2018 Premier Volleyball League Reinforced Conference (Men's Division)
| Abbr. | Team | Company | Head coach | Team captain |
| CIG | Cignal HD Spikers | Cignal TV, Inc. | PHI Oliver Almadro | PHI Ysay Marasigan |
| IEM | IEM Phoenix Volley Masters | Instituto Estetico Manila | PHI Rafael Presnede | PHI Gregorio Dolor |
| PLD | PLDT Home Fibr Power Hitters | PLDT, Inc. | PHI Arthur Mamon | PHI John Vic De Guzman |
| PAF | Philippine Air Force Air Spikers | Philippine Air Force | PHI Rhovyl Verayo | PHI Jessie Lopez |
| PAR | Philippine Army Troopers | Philippine Army | PHI Rico de Guzman | PHI Benjaylo Labide |
| VIC | Vice Co. Blockbusters | Vice Cosmetics | PHI Reynaldo Diaz, Jr. | PHI Jan Berlin Paglinawan |

==Format==
- Preliminary round
The six teams compete in a single round-robin tournament, with each team playing one match against all other teams for a total of five matches. The top two teams will advance to the semifinals while the bottom four will continue competing in the quarterfinals.

- Quarterfinals
The botton four teams from the preliminary round compete in another single round-robin tournament, with each team playing a total of three matches.

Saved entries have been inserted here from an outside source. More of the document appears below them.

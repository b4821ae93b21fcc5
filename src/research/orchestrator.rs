//! Depth/breadth-bounded recursive expansion.
//!
//! Each invocation plans `breadth` sub-queries for its prompt, evaluates them
//! one at a time, extracts a learning from every newly admitted result, and
//! recurses on learnings that raised follow-up questions with one less level
//! of depth and half the breadth (never below one). All work is sequential and
//! depth-first: a recursive call finishes before the next result is touched.

use crate::types::{Learning, Result};
use futures::future::{BoxFuture, FutureExt};

use super::evaluator::ResultEvaluator;
use super::extractor::LearningExtractor;
use super::planner::QueryPlanner;
use super::store::ResearchStore;

/// Breadth for the next level down
pub fn next_breadth(breadth: usize) -> usize {
    breadth.div_ceil(2).max(1)
}

/// Prompt for a recursive expansion seeded by one learning
pub fn follow_up_prompt(topic: &str, sub_query: &str, learning: &Learning) -> String {
    format!(
        "Overall research topic: {}\nSub-query: {}\nLearning: {}\nFollow-up questions: {}",
        topic,
        sub_query,
        learning.learning,
        learning.follow_up_questions.join("; ")
    )
}

pub struct ResearchOrchestrator {
    planner: QueryPlanner,
    evaluator: ResultEvaluator,
    extractor: LearningExtractor,
}

impl ResearchOrchestrator {
    pub fn new(
        planner: QueryPlanner,
        evaluator: ResultEvaluator,
        extractor: LearningExtractor,
    ) -> Self {
        Self {
            planner,
            evaluator,
            extractor,
        }
    }

    /// Expand `prompt` into the store.
    ///
    /// Returns immediately when `depth` is zero or the store's budget is spent.
    /// Any generation failure aborts the whole call tree.
    pub fn research<'a>(
        &'a self,
        prompt: String,
        depth: u32,
        breadth: usize,
        store: &'a ResearchStore,
    ) -> BoxFuture<'a, Result<()>> {
        async move {
            if depth == 0 {
                return Ok(());
            }

            if store.set_topic_if_unset(&prompt) {
                tracing::info!(depth, breadth, "Starting research");
            }

            if store.budget_exhausted() {
                tracing::info!(
                    depth,
                    calls = store.calls(),
                    "Research budget exhausted, not expanding further"
                );
                return Ok(());
            }

            store.record_expansion(&prompt, depth, breadth);

            let queries = self.planner.plan(&prompt, breadth).await?;
            store.add_queries(&queries);

            for sub_query in &queries {
                if store.is_completed(sub_query) {
                    tracing::debug!(sub_query = %sub_query, "Skipping completed query");
                    continue;
                }

                let admitted = self.evaluator.evaluate(sub_query, store).await?;
                let merged: Vec<_> = admitted
                    .into_iter()
                    .filter(|result| store.admit_result(result.clone()))
                    .collect();
                store.mark_completed(sub_query);

                for result in merged {
                    let learning = self.extractor.extract(sub_query, &result, store).await?;
                    store.push_learning(learning.clone());

                    tracing::info!(
                        sub_query = %sub_query,
                        url = %result.url,
                        follow_ups = learning.follow_up_questions.len(),
                        "Recorded learning"
                    );

                    if learning.has_follow_ups() {
                        let topic = store.topic().unwrap_or_else(|| prompt.clone());
                        let next_prompt = follow_up_prompt(&topic, sub_query, &learning);
                        self.research(next_prompt, depth - 1, next_breadth(breadth), store)
                            .await?;
                    }
                }
            }

            Ok(())
        }
        .boxed()
    }
}
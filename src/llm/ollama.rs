use crate::llm::client::{LLMClient, LLMResponse, OutputSchema, TokenUsage};
use crate::llm::coordinator::{ConversationMessage, MessageRole};
use crate::llm::structured::parse_json_content;
use crate::types::{AppError, Result, ToolCall, ToolDefinition};
use async_trait::async_trait;
use serde_json::{json, Value};

/// Client for a local Ollama server's `/api/chat` endpoint
pub struct OllamaClient {
    http_client: reqwest::Client,
    base_url: String,
    model: String,
}

impl OllamaClient {
    pub fn new(base_url: String, model: String) -> Self {
        Self {
            http_client: reqwest::Client::new(),
            base_url: base_url.trim_end_matches('/').to_string(),
            model,
        }
    }

    /// Non-streaming chat request
    async fn chat(&self, body: Value) -> Result<LLMResponse> {
        let url = format!("{}/api/chat", self.base_url);

        let response = self
            .http_client
            .post(&url)
            .json(&body)
            .send()
            .await
            .map_err(|e| AppError::LLM(format!("Ollama request failed: {}", e)))?;

        if !response.status().is_success() {
            let status = response.status();
            let text = response.text().await.unwrap_or_default();
            return Err(AppError::LLM(format!(
                "Ollama request failed ({}): {}",
                status, text
            )));
        }

        let response_json: Value = response
            .json()
            .await
            .map_err(|e| AppError::LLM(format!("Failed to parse Ollama response: {}", e)))?;

        Self::parse_response(&response_json)
    }

    fn request_messages(messages: &[ConversationMessage]) -> Vec<Value> {
        messages
            .iter()
            .map(|msg| match msg.role {
                MessageRole::System => json!({ "role": "system", "content": msg.content }),
                MessageRole::User => json!({ "role": "user", "content": msg.content }),
                MessageRole::Assistant if msg.tool_calls.is_empty() => {
                    json!({ "role": "assistant", "content": msg.content })
                }
                MessageRole::Assistant => {
                    let tool_calls: Vec<Value> = msg
                        .tool_calls
                        .iter()
                        .map(|tc| {
                            json!({
                                "function": {
                                    "name": tc.name,
                                    "arguments": tc.arguments
                                }
                            })
                        })
                        .collect();
                    json!({
                        "role": "assistant",
                        "content": msg.content,
                        "tool_calls": tool_calls
                    })
                }
                MessageRole::Tool => json!({ "role": "tool", "content": msg.content }),
            })
            .collect()
    }

    fn parse_response(json: &Value) -> Result<LLMResponse> {
        let message = json
            .get("message")
            .ok_or_else(|| AppError::LLM("No message in Ollama response".into()))?;

        let content = message
            .get("content")
            .and_then(|v| v.as_str())
            .unwrap_or("")
            .to_string();

        let mut tool_calls = Vec::new();
        let mut finish_reason = "stop".to_string();

        if let Some(tc_array) = message.get("tool_calls").and_then(|v| v.as_array()) {
            for tc in tc_array {
                if let Some(func) = tc.get("function") {
                    let name = func
                        .get("name")
                        .and_then(|v| v.as_str())
                        .unwrap_or("")
                        .to_string();
                    let arguments = func.get("arguments").cloned().unwrap_or(json!({}));

                    // Ollama does not assign call ids
                    tool_calls.push(ToolCall {
                        id: uuid::Uuid::new_v4().to_string(),
                        name,
                        arguments,
                    });
                }
            }
            if !tool_calls.is_empty() {
                finish_reason = "tool_calls".to_string();
            }
        }

        if let Some(reason) = json.get("done_reason").and_then(|v| v.as_str()) {
            if tool_calls.is_empty() {
                finish_reason = reason.to_string();
            }
        }

        let usage = match (
            json.get("prompt_eval_count").and_then(|v| v.as_u64()),
            json.get("eval_count").and_then(|v| v.as_u64()),
        ) {
            (None, None) => None,
            (prompt, completion) => Some(TokenUsage::new(
                prompt.unwrap_or(0) as u32,
                completion.unwrap_or(0) as u32,
            )),
        };

        Ok(LLMResponse {
            content,
            tool_calls,
            finish_reason,
            usage,
        })
    }
}

#[async_trait]
impl LLMClient for OllamaClient {
    async fn generate_with_system(&self, system: &str, prompt: &str) -> Result<String> {
        let body = json!({
            "model": self.model,
            "messages": [
                { "role": "system", "content": system },
                { "role": "user", "content": prompt }
            ],
            "stream": false
        });

        Ok(self.chat(body).await?.content)
    }

    async fn generate_structured(
        &self,
        system: Option<&str>,
        prompt: &str,
        schema: &OutputSchema,
    ) -> Result<Value> {
        let mut messages = Vec::new();
        if let Some(sys) = system {
            messages.push(json!({ "role": "system", "content": sys }));
        }
        messages.push(json!({ "role": "user", "content": prompt }));

        let body = json!({
            "model": self.model,
            "messages": messages,
            "format": schema.schema,
            "stream": false
        });

        let response = self.chat(body).await?;
        parse_json_content(&response.content)
    }

    async fn generate_with_tools_and_history(
        &self,
        messages: &[ConversationMessage],
        tools: &[ToolDefinition],
    ) -> Result<LLMResponse> {
        let tools: Vec<Value> = tools
            .iter()
            .map(|t| {
                json!({
                    "type": "function",
                    "function": {
                        "name": t.name,
                        "description": t.description,
                        "parameters": t.parameters
                    }
                })
            })
            .collect();

        let body = json!({
            "model": self.model,
            "messages": Self::request_messages(messages),
            "tools": tools,
            "stream": false
        });

        self.chat(body).await
    }

    fn model_name(&self) -> &str {
        &self.model
    }
}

The top two teams will advance to the semifinals while the bottom two will be eliminated and be ranked 5th though 6th in the final standings.

- Semifinals
The top two teams from the preliminary round and the top two from the quarterfinals compete in the semifinals. Teams compete in best-of-three series with the winners advancing to the finals while the losers will compete in the third place series. The match-ups for the semifinals are as follows:
- SF1: PR #1 vs. QF #2
- SF2: PR #2 vs. QF #1

- Third place series
The losing teams from the semifinals compete in a best-of-three series to determine which team will finish third in this conference. If the series is tied at 1–1 when the championship is decided, the pool standing procedure will be used (starting from set ratio).

- Finals
The winning teams from the semifinals compete in a best-of-three series to determine the conference champions. The losing team in this round will be declared conference runners-up.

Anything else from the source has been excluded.